10.5.4 Acreage Estimation by Integrating Survey and EO Data
Producing statistics by counting those pixels classified as a given crop type does not provide unbiased area estimates. Maps are subject to omission and commission errors, which are linked to the ability of the classification method to distinguish between classes. Regression estimators and calibration estimators have been widely used to correct such biases [3] [4] [5] [6]. They are traditional ways to combine accurate, possibly unbiased, information, observed on a sample with less accurate, biased information, known for the whole population or for a larger sample. Said differently, maps are used to improve an estimator that has been computed from a ground survey on a sample in preserving as much as possible the properties of the ground survey estimators (unbiasedness) and reducing the variance [7].
Because the sampling design in Senegal is a list frame, the integration of remote sensing and ground data cannot be done using linear models, but with multinomial logit models. These multinomial models deal with the uncertainties and generate probabilities that a pixel of a given class in the map is actually this given crop on the ground. Despite the fact that the map was not perfect, this model successfully demonstrates the added-value of EO data for agricultural statistics estimation.
Figure 10.16 presents the crop acreage estimates in the department of Nioro, for the two main crops which are millet and groundnut and shows the efficiency of using the crop type map to support this estimation of crop acreages.
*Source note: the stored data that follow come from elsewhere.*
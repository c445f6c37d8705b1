use serde_json::Value;
use tracing::{info, instrument};

use crate::client::BackendClient;
use crate::error::BackendError;
use crate::models::{NewPrefill, Prefill, PrefillPatch, PREFILLS};
use crate::rest::{Order, Query};

#[derive(Debug, Clone, Default, PartialEq, Eq)]
pub struct PrefillFilter {
    pub owner_id: Option<String>,
    pub template_id: Option<String>,
}

pub struct Prefills<'a> {
    client: &'a BackendClient,
}

impl BackendClient {
    pub fn prefills(&self) -> Prefills<'_> {
        Prefills { client: self }
    }
}

fn check_fields(fields: &Value) -> Result<(), BackendError> {
    if !fields.is_object() {
        return Err(BackendError::validation(
            "fields must be an object of placeholder to value",
        ));
    }
    Ok(())
}

impl Prefills<'_> {
    pub async fn list(&self, filter: &PrefillFilter) -> Result<Vec<Prefill>, BackendError> {
        let mut query = Query::new();
        if let Some(owner) = &filter.owner_id {
            query = query.eq("owner_id", owner);
        }
        if let Some(template) = &filter.template_id {
            query = query.eq("template_id", template);
        }
        self.client
            .select(PREFILLS, &query.order("created_at", Order::Desc))
            .await
    }

    pub async fn get(&self, id: &str) -> Result<Prefill, BackendError> {
        self.client
            .select_one(PREFILLS, &Query::new().eq("id", id))
            .await?
            .ok_or_else(|| BackendError::not_found(format!("prefill {}", id)))
    }

    #[instrument(skip(self, prefill), fields(template_id = %prefill.template_id))]
    pub async fn create(&self, prefill: &NewPrefill) -> Result<Prefill, BackendError> {
        if prefill.name.trim().is_empty() {
            return Err(BackendError::validation("name is required"));
        }
        if prefill.owner_id.trim().is_empty() || prefill.template_id.trim().is_empty() {
            return Err(BackendError::validation("ownerId and templateId are required"));
        }
        check_fields(&prefill.fields)?;
        let created: Prefill = self.client.insert(PREFILLS, prefill).await?;
        info!(prefill_id = %created.id, "Created prefill");
        Ok(created)
    }

    #[instrument(skip(self, patch))]
    pub async fn update(&self, id: &str, patch: &PrefillPatch) -> Result<Prefill, BackendError> {
        if patch == &PrefillPatch::default() {
            return Err(BackendError::validation("update has no fields"));
        }
        if let Some(name) = &patch.name {
            if name.trim().is_empty() {
                return Err(BackendError::validation("name is required"));
            }
        }
        if let Some(fields) = &patch.fields {
            check_fields(fields)?;
        }
        let rows: Vec<Prefill> = self
            .client
            .update(PREFILLS, &Query::new().eq("id", id), patch)
            .await?;
        rows.into_iter()
            .next()
            .ok_or_else(|| BackendError::not_found(format!("prefill {}", id)))
    }

    #[instrument(skip(self))]
    pub async fn delete(&self, id: &str) -> Result<(), BackendError> {
        self.client
            .delete(PREFILLS, &Query::new().eq("id", id))
            .await
    }
}

#[cfg(test)]
mod tests {
    use super::*;
    use serde_json::json;

    #[test]
    fn only_objects_are_accepted_as_fields() {
        assert!(check_fields(&json!({ "product": "Widget" })).is_ok());
        assert!(check_fields(&json!({})).is_ok());
        assert!(check_fields(&json!(["a"])).is_err());
        assert!(check_fields(&json!("a")).is_err());
        assert!(check_fields(&Value::Null).is_err());
    }
}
The use of a wall-to-wall map also allows to make acreage estimates available at the “arrondissement” levels with a reasonable error (expressed as the coefficient of variation), as shown in Figure 10.17.
10.6 Conclusions
The Senegal case study demonstrates that the quality of in-situ data is the decisive factor shaping the performance of EO applications in agricultural statistics. The comparison between the 2018 and 2021 AAS protocols highlights how weaknesses in survey design — reliance on GPS points instead of polygons, insufficient metadata, and limited contextual information — constrained the accuracy of crop type mapping, with overall accuracy limited to ~78%. By contrast, the adjusted Nioro protocol, which emphasized polygon delineation, improved georeferencing, and richer labeling, achieved accuracies exceeding 85%. This improvement cannot be attributed to EO algorithms alone but to the stronger foundations provided by high-quality field data.
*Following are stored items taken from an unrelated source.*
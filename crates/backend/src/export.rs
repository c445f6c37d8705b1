//! CSV downloads of dashboard tables.

use chrono::{DateTime, SecondsFormat, Utc};

use crate::error::BackendError;
use crate::models::{CopySession, UserProfile};
use crate::report::UserUsage;

pub const CSV_CONTENT_TYPE: &str = "text/csv; charset=utf-8";

fn ts(at: Option<DateTime<Utc>>) -> String {
    at.map(|t| t.to_rfc3339_opts(SecondsFormat::Secs, true))
        .unwrap_or_default()
}

fn opt_num(n: Option<u64>) -> String {
    n.map(|n| n.to_string()).unwrap_or_default()
}

fn write_rows<I>(header: &[&str], rows: I) -> Result<Vec<u8>, BackendError>
where
    I: IntoIterator<Item = Vec<String>>,
{
    let failed = |e: csv::Error| BackendError::InvalidResponse {
        message: format!("Failed to write CSV: {}", e),
    };
    let mut writer = csv::Writer::from_writer(Vec::new());
    writer.write_record(header).map_err(failed)?;
    for row in rows {
        writer.write_record(&row).map_err(failed)?;
    }
    writer
        .into_inner()
        .map_err(|e| BackendError::InvalidResponse {
            message: format!("Failed to flush CSV: {}", e),
        })
}

pub fn users_csv(profiles: &[UserProfile]) -> Result<Vec<u8>, BackendError> {
    write_rows(
        &[
            "id",
            "email",
            "full_name",
            "role",
            "subscription_start",
            "subscription_end",
            "tokens_allowed",
            "created_at",
        ],
        profiles.iter().map(|p| {
            vec![
                p.id.clone(),
                p.email.clone(),
                p.full_name.clone().unwrap_or_default(),
                p.role().to_string(),
                ts(p.subscription_start),
                ts(p.subscription_end),
                opt_num(p.tokens_allowed),
                ts(p.created_at),
            ]
        }),
    )
}

pub fn sessions_csv(sessions: &[CopySession]) -> Result<Vec<u8>, BackendError> {
    write_rows(
        &[
            "id",
            "user_id",
            "template_id",
            "title",
            "tokens_used",
            "created_at",
        ],
        sessions.iter().map(|s| {
            vec![
                s.id.clone(),
                s.user_id.clone(),
                s.template_id.clone().unwrap_or_default(),
                s.title.clone().unwrap_or_default(),
                s.tokens_used.to_string(),
                ts(Some(s.created_at)),
            ]
        }),
    )
}

pub fn usage_report_csv(rows: &[UserUsage]) -> Result<Vec<u8>, BackendError> {
    write_rows(
        &[
            "user_id",
            "email",
            "full_name",
            "sessions",
            "tokens_used",
            "tokens_allowed",
            "last_activity",
        ],
        rows.iter().map(|r| {
            vec![
                r.user_id.clone(),
                r.email.clone(),
                r.full_name.clone().unwrap_or_default(),
                r.session_count.to_string(),
                r.tokens_used.to_string(),
                opt_num(r.tokens_allowed),
                ts(r.last_activity),
            ]
        }),
    )
}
While this chapter briefly illustrated how survey-integrated approaches can support crop area estimation, the methodological details are developed in depth in Ambrosio in Chapter “Estimating crop statistics for list frame data”(this volume). What is clear, however, is that EO cannot substitute for poor survey data; rather, it magnifies the importance of well-structured, statistically sound survey protocols. In practice, robust EO applications require a deliberate alignment of agricultural surveys with geospatial requirements.
The institutional uptake of the adjusted protocol by DAPSA — now extended to six districts — underscores the operational value of investing in survey quality. By embedding diagnostic frameworks, piloting revised protocols, and integrating them into national practice, Senegal has laid the groundwork for a sustainable, statistically defensible use of EO in agriculture. This case thus illustrates a broader lesson: the road to EO-enabled agricultural statistics begins not with satellite imagery, but with the design and quality of in-situ data collection.